Depuis 2000, Nina façonne des sphères d'argile sur lesquelles, en incisant la surface brute, elle grave des figures féminines et masculines. Ancrés en apparence dans le présent, ces personnages se voient divinisés, occupés au plaisir de s'épanouir tout en ondulant. Si les visages semblent contemporains, leur temporalité rappelant les dessins de Jean Cocteau, l'artiste les projette dans des lieux où la joie triomphe et où la nudité innocente renvoie à une terre oubliée : le royaume de Vénus.

 

À ces scènes de genre, qui évoquent une forme de plénitude baudelairienne où tout n'est que « luxe, calme et volupté », s'ajoute une dimension décorative qui explore la géométrie, un « découpage » primitif, presque pariétal, du support. Le mouvement des chevelures entrelacées suit le rythme même de la sphère au moment où l'artiste imagine ce joyeux déploiement, souvent teinté d'un humour et d'une malice qui font écho à la personnalité même de l'artiste.
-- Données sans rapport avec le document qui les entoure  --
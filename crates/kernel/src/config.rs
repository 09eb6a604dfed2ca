//! Configuration loaded from environment variables.

use std::env;
use std::time::Duration;

use anyhow::{Context, Result};

/// Application configuration.
#[derive(Debug, Clone)]
pub struct Config {
    /// HTTP server port (default: 3000).
    pub port: u16,

    /// PostgreSQL connection URL.
    pub database_url: String,

    /// Maximum database connections in pool (default: 10).
    pub database_max_connections: u32,

    /// Per-statement deadline enforced by PostgreSQL (default: 5000 ms).
    pub statement_timeout: Duration,

    /// Deadline for a whole HTTP request (default: 5 s).
    pub request_timeout: Duration,

    /// CORS allowed origins (comma-separated, default: "*").
    pub cors_allowed_origins: Vec<String>,
}

impl Config {
    /// Load configuration from environment variables.
    pub fn from_env() -> Result<Self> {
        let port = env::var("PORT")
            .unwrap_or_else(|_| "3000".to_string())
            .parse()
            .context("PORT must be a valid u16")?;

        let database_url =
            env::var("DATABASE_URL").context("DATABASE_URL environment variable is required")?;

        let database_max_connections = env::var("DATABASE_MAX_CONNECTIONS")
            .unwrap_or_else(|_| "10".to_string())
            .parse()
            .context("DATABASE_MAX_CONNECTIONS must be a valid u32")?;

        let statement_timeout_ms: u64 = env::var("STATEMENT_TIMEOUT_MS")
            .unwrap_or_else(|_| "5000".to_string())
            .parse()
            .context("STATEMENT_TIMEOUT_MS must be a valid u64")?;

        let request_timeout_secs: u64 = env::var("REQUEST_TIMEOUT_SECS")
            .unwrap_or_else(|_| "5".to_string())
            .parse()
            .context("REQUEST_TIMEOUT_SECS must be a valid u64")?;

        let cors_allowed_origins = env::var("CORS_ALLOWED_ORIGINS")
            .map(|v| parse_origins(&v))
            .unwrap_or_else(|_| vec!["*".to_string()]);

        Ok(Self {
            port,
            database_url,
            database_max_connections,
            statement_timeout: Duration::from_millis(statement_timeout_ms),
            request_timeout: Duration::from_secs(request_timeout_secs),
            cors_allowed_origins,
        })
    }
}

fn parse_origins(raw: &str) -> Vec<String> {
    raw.split(',')
        .map(|s| s.trim().to_string())
        .filter(|s| !s.is_empty())
        .collect()
}
//! Article records.

use chrono::{DateTime, Utc};
use serde::{Deserialize, Serialize};

/// Image used when an article is created without one.
pub const DEFAULT_ARTICLE_IMG_URL: &str =
    "https://images.pexels.com/photos/97050/pexels-photo-97050.jpeg?w=700&h=700";

/// Article as it appears in collection listings.
///
/// The free-text body is deliberately absent; it is only exposed through
/// the single-resource view ([`Article`]).
#[derive(Debug, Clone, PartialEq, Serialize, Deserialize, sqlx::FromRow)]
pub struct ArticleSummary {
    pub article_id: i32,
    pub author: String,
    pub title: String,
    pub topic: String,
    pub created_at: DateTime<Utc>,
    pub votes: i32,
    pub article_img_url: String,

    /// Number of comments attached to the article.
    pub comment_count: i64,
}

/// Full article record, including body and aggregated comment count.
#[derive(Debug, Clone, PartialEq, Serialize, Deserialize, sqlx::FromRow)]
pub struct Article {
    /// Identifier assigned by the store.
    pub article_id: i32,

    /// Username of the author.
    pub author: String,

    pub title: String,

    pub body: String,

    /// Slug of the topic the article is filed under.
    pub topic: String,

    /// Creation timestamp, assigned by the store.
    pub created_at: DateTime<Utc>,

    /// Vote tally. Only ever adjusted by a signed delta.
    pub votes: i32,

    pub article_img_url: String,

    /// Number of comments attached to the article.
    pub comment_count: i64,
}

impl Article {
    /// Collection view of this article.
    pub fn summary(&self) -> ArticleSummary {
        ArticleSummary {
            article_id: self.article_id,
            author: self.author.clone(),
            title: self.title.clone(),
            topic: self.topic.clone(),
            created_at: self.created_at,
            votes: self.votes,
            article_img_url: self.article_img_url.clone(),
            comment_count: self.comment_count,
        }
    }
}

/// Raw request body for creating an article.
///
/// Every field is optional at this stage so that missing fields can be
/// reported as such rather than as a deserialization failure.
#[derive(Debug, Clone, Default, Deserialize)]
pub struct CreateArticle {
    pub author: Option<String>,
    pub title: Option<String>,
    pub body: Option<String>,
    pub topic: Option<String>,
    pub article_img_url: Option<String>,
}

/// Validated input for inserting an article.
#[derive(Debug, Clone, PartialEq, Eq)]
pub struct NewArticle {
    pub author: String,
    pub title: String,
    pub body: String,
    pub topic: String,
    pub article_img_url: String,
}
L'effet polychrome des aplats d'oxydes métalliques confère à l'objet fini un caractère presque spatial, situant chaque scène à l'intersection du réel, du présent et de l'irréel, à la fois sensible et mémoriel.

 

Son univers est souvent perçu comme méditerranéen, un lien probablement lié au riche patrimoine et à l'environnement naturel de l'Arménie, mais il s'enracine également dans des cultures plus anciennes, telles que celle de l'Antiquité grecque.